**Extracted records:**
//! GTS 단말기 시뮬레이터
//!
//! GT06 계열 단말기처럼 행동한다: 로그인 → ACK 대기 → 주기적
//! 하트비트와 위치 보고. 서버 동작 확인과 부하 실험용.
//!
//! 사용법:
//!   cargo run --release --bin gts-device -- [OPTIONS]
//!
//! 예시:
//!   # 기본 시뮬레이션 (보고 10회)
//!   cargo run --release --bin gts-device -- --server 127.0.0.1:21100
//!
//!   # SOS 알람 포함
//!   cargo run --release --bin gts-device -- --imei 0355951092918889 --sos

use std::net::SocketAddr;
use std::time::Duration;

use rand::Rng;
use tokio::io::{AsyncReadExt, AsyncWriteExt};
use tokio::net::TcpStream;
use tracing::{info, warn, Level};
use tracing_subscriber::FmtSubscriber;

use gts::frame::{encode_frame, Frame};
use gts::reassembler::Reassembler;
use gts::{PROTO_ALARM, PROTO_HEARTBEAT, PROTO_LOCATION, PROTO_LOGIN, PROTO_STATUS};

/// 시뮬레이터 설정
struct DeviceConfig {
    server_addr: SocketAddr,
    imei: String,
    interval_secs: u64,
    reports: u32,
    sos: bool,
}

impl Default for DeviceConfig {
    fn default() -> Self {
        Self {
            server_addr: "127.0.0.1:21100".parse().unwrap(),
            imei: "0355951092918889".into(),
            interval_secs: 10,
            reports: 10,
            sos: false,
        }
    }
}

fn parse_args() -> DeviceConfig {
    let args: Vec<String> = std::env::args().collect();
    let mut config = DeviceConfig::default();

    let mut i = 1;
    while i < args.len() {
        match args[i].as_str() {
            "--server" | "-s" => {
                if i + 1 < args.len() {
                    config.server_addr = args[i + 1].parse().expect("유효한 주소 필요");
                    i += 1;
                }
            }
            "--imei" => {
                if i + 1 < args.len() {
                    config.imei = args[i + 1].clone();
                    i += 1;
                }
            }
            "--interval" => {
                if i + 1 < args.len() {
                    config.interval_secs = args[i + 1].parse().expect("유효한 숫자 필요");
                    i += 1;
                }
            }
            "--reports" | "-n" => {
                if i + 1 < args.len() {
                    config.reports = args[i + 1].parse().expect("유효한 숫자 필요");
                    i += 1;
                }
            }
            "--sos" => {
                config.sos = true;
            }
            "--help" | "-h" => {
                println!(
                    r#"GTS Device - GT06 계열 단말기 시뮬레이터

로그인 → ACK 대기 → 주기적 하트비트/위치 보고

사용법:
  cargo run --release --bin gts-device -- [OPTIONS]

옵션:
  -s, --server <ADDR>    서버 주소 (기본: 127.0.0.1:21100)
  --imei <HEX16>         16자리 단말기 식별 코드
  --interval <SECS>      보고 간격 초 (기본: 10)
  -n, --reports <N>      위치 보고 횟수 (기본: 10)
  --sos                  마지막에 SOS 알람 전송
  -h, --help             이 도움말 출력
"#
                );
                std::process::exit(0);
            }
            _ => {}
        }
        i += 1;
    }

    config
}

/// 16자리 16진수 IMEI 문자열을 8바이트 식별 코드로 변환
fn identity_bytes(imei: &str) -> [u8; 8] {
    assert_eq!(imei.len(), 16, "IMEI는 16자리 16진수여야 함");
    let mut bytes = [0u8; 8];
    for (i, byte) in bytes.iter_mut().enumerate() {
        *byte = u8::from_str_radix(&imei[i * 2..i * 2 + 2], 16).expect("유효한 16진수 필요");
    }
    bytes
}

/// 현재 시각 기반 6바이트 프레임 시각 필드
fn device_time() -> [u8; 6] {
    use std::time::{SystemTime, UNIX_EPOCH};
    let secs = SystemTime::now()
        .duration_since(UNIX_EPOCH)
        .unwrap_or_default()
        .as_secs();
    // 대략적인 달력 분해면 충분하다 (시뮬레이터 용도)
    let days = secs / 86_400;
    let year = (1970 + days / 365 - 2000) as u8;
    let day_secs = secs % 86_400;
    [
        year,
        ((days / 30) % 12 + 1) as u8,
        (days % 30 + 1) as u8,
        (day_secs / 3600) as u8,
        ((day_secs / 60) % 60) as u8,
        (day_secs % 60) as u8,
    ]
}

/// 위치/알람 페이로드 조립
fn position_payload(head: u8, lat: u32, lon: u32, speed: u8, course: u16) -> Vec<u8> {
    let mut payload = Vec::with_capacity(18);
    payload.extend_from_slice(&device_time());
    payload.push(head);
    payload.extend_from_slice(&lat.to_be_bytes());
    payload.extend_from_slice(&lon.to_be_bytes());
    payload.push(speed);
    payload.extend_from_slice(&course.to_be_bytes());
    payload
}

/// ACK 프레임 하나를 기다린다
async fn wait_ack(
    stream: &mut TcpStream,
    reassembler: &mut Reassembler,
    expected_protocol: u8,
) -> std::io::Result<bool> {
    let mut buf = [0u8; 256];
    loop {
        let read = tokio::time::timeout(Duration::from_secs(5), stream.read(&mut buf)).await;
        let n = match read {
            Ok(Ok(0)) => return Ok(false),
            Ok(Ok(n)) => n,
            Ok(Err(e)) => return Err(e),
            Err(_) => {
                warn!("ACK 대기 타임아웃");
                return Ok(false);
            }
        };

        let fed = match reassembler.feed(&buf[..n]) {
            Ok(fed) => fed,
            Err(e) => {
                warn!("ACK 재조립 실패: {}", e);
                return Ok(false);
            }
        };
        for raw in fed.frames {
            match Frame::decode(&raw) {
                Ok(frame) if frame.protocol == expected_protocol => {
                    info!(
                        protocol = format_args!("{:#04X}", frame.protocol),
                        serial = frame.serial,
                        "ACK 수신"
                    );
                    return Ok(true);
                }
                Ok(frame) => {
                    warn!(protocol = frame.protocol, "예상 밖 프레임");
                }
                Err(e) => warn!("ACK 디코딩 실패: {}", e),
            }
        }
    }
}

#[tokio::main]
async fn main() -> Result<(), Box<dyn std::error::Error>> {
    let subscriber = FmtSubscriber::builder()
        .with_max_level(Level::INFO)
        .finish();
    tracing::subscriber::set_global_default(subscriber)?;

    let config = parse_args();
    let identity = identity_bytes(&config.imei);

    info!("GTS Device simulator starting...");
    info!("Server: {}", config.server_addr);
    info!("IMEI: {}", config.imei);

    let mut stream = TcpStream::connect(config.server_addr).await?;
    let mut reassembler = Reassembler::new(4096, 1024);
    let mut serial: u16 = 1;

    // 로그인
    stream
        .write_all(&encode_frame(PROTO_LOGIN, &identity, serial))
        .await?;
    if !wait_ack(&mut stream, &mut reassembler, PROTO_LOGIN).await? {
        return Err("로그인 ACK 없음".into());
    }
    info!("로그인 완료");

    // 서울 시청 근방에서 시작해 조금씩 이동
    let mut rng = rand::thread_rng();
    let mut lat: u32 = (37.5665 * 1_800_000.0) as u32;
    let mut lon: u32 = (126.9780 * 1_800_000.0) as u32;

    for report in 1..=config.reports {
        tokio::time::sleep(Duration::from_secs(config.interval_secs)).await;

        // 하트비트 → ACK
        serial = serial.wrapping_add(1);
        stream
            .write_all(&encode_frame(PROTO_HEARTBEAT, &[], serial))
            .await?;
        wait_ack(&mut stream, &mut reassembler, PROTO_HEARTBEAT).await?;

        // 위치 보고 (ACK 없음)
        lat = lat.wrapping_add(rng.gen_range(0..600));
        lon = lon.wrapping_add(rng.gen_range(0..600));
        let speed = rng.gen_range(0..90u8);
        let course = rng.gen_range(0..360u16);

        serial = serial.wrapping_add(1);
        let mut payload = position_payload(rng.gen_range(4..12), lat, lon, speed, course);
        if report % 3 == 0 {
            // 일부 보고에는 누적 주행거리 포함
            payload.extend_from_slice(&(report * 1250).to_be_bytes());
        }
        stream
            .write_all(&encode_frame(PROTO_LOCATION, &payload, serial))
            .await?;
        info!(report, speed, "위치 보고 전송");

        // 가끔 상태 보고
        if report % 5 == 0 {
            serial = serial.wrapping_add(1);
            let status = [0x40, rng.gen_range(3..7u8), rng.gen_range(1..5u8)];
            stream
                .write_all(&encode_frame(PROTO_STATUS, &status, serial))
                .await?;
        }
    }

    if config.sos {
        serial = serial.wrapping_add(1);
        let payload = position_payload(1, lat, lon, 0, 0); // 알람 코드 1 = SOS
        stream
            .write_all(&encode_frame(PROTO_ALARM, &payload, serial))
            .await?;
        info!("SOS 알람 전송");
    }

    info!("시뮬레이션 종료");
    Ok(())
}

**TASK PROMPT:** Please transcribe exactly the lines above from the line that has "16자리 단말기 식별 코드" up to and including the line that has "payload.extend_from_slice(&lat.to_be_bytes());"; no other line belongs in the answer.

**WRITTEN SOLUTION:**
  --imei <HEX16>         16자리 단말기 식별 코드
  --interval <SECS>      보고 간격 초 (기본: 10)
  -n, --reports <N>      위치 보고 횟수 (기본: 10)
  --sos                  마지막에 SOS 알람 전송
  -h, --help             이 도움말 출력
"#
                );
                std::process::exit(0);
            }
            _ => {}
        }
        i += 1;
    }

    config
}

/// 16자리 16진수 IMEI 문자열을 8바이트 식별 코드로 변환
fn identity_bytes(imei: &str) -> [u8; 8] {
    assert_eq!(imei.len(), 16, "IMEI는 16자리 16진수여야 함");
    let mut bytes = [0u8; 8];
    for (i, byte) in bytes.iter_mut().enumerate() {
        *byte = u8::from_str_radix(&imei[i * 2..i * 2 + 2], 16).expect("유효한 16진수 필요");
    }
    bytes
}

/// 현재 시각 기반 6바이트 프레임 시각 필드
fn device_time() -> [u8; 6] {
    use std::time::{SystemTime, UNIX_EPOCH};
    let secs = SystemTime::now()
        .duration_since(UNIX_EPOCH)
        .unwrap_or_default()
        .as_secs();
    // 대략적인 달력 분해면 충분하다 (시뮬레이터 용도)
    let days = secs / 86_400;
    let year = (1970 + days / 365 - 2000) as u8;
    let day_secs = secs % 86_400;
    [
        year,
        ((days / 30) % 12 + 1) as u8,
        (days % 30 + 1) as u8,
        (day_secs / 3600) as u8,
        ((day_secs / 60) % 60) as u8,
        (day_secs % 60) as u8,
    ]
}

/// 위치/알람 페이로드 조립
fn position_payload(head: u8, lat: u32, lon: u32, speed: u8, course: u16) -> Vec<u8> {
    let mut payload = Vec::with_capacity(18);
    payload.extend_from_slice(&device_time());
    payload.push(head);
    payload.extend_from_slice(&lat.to_be_bytes());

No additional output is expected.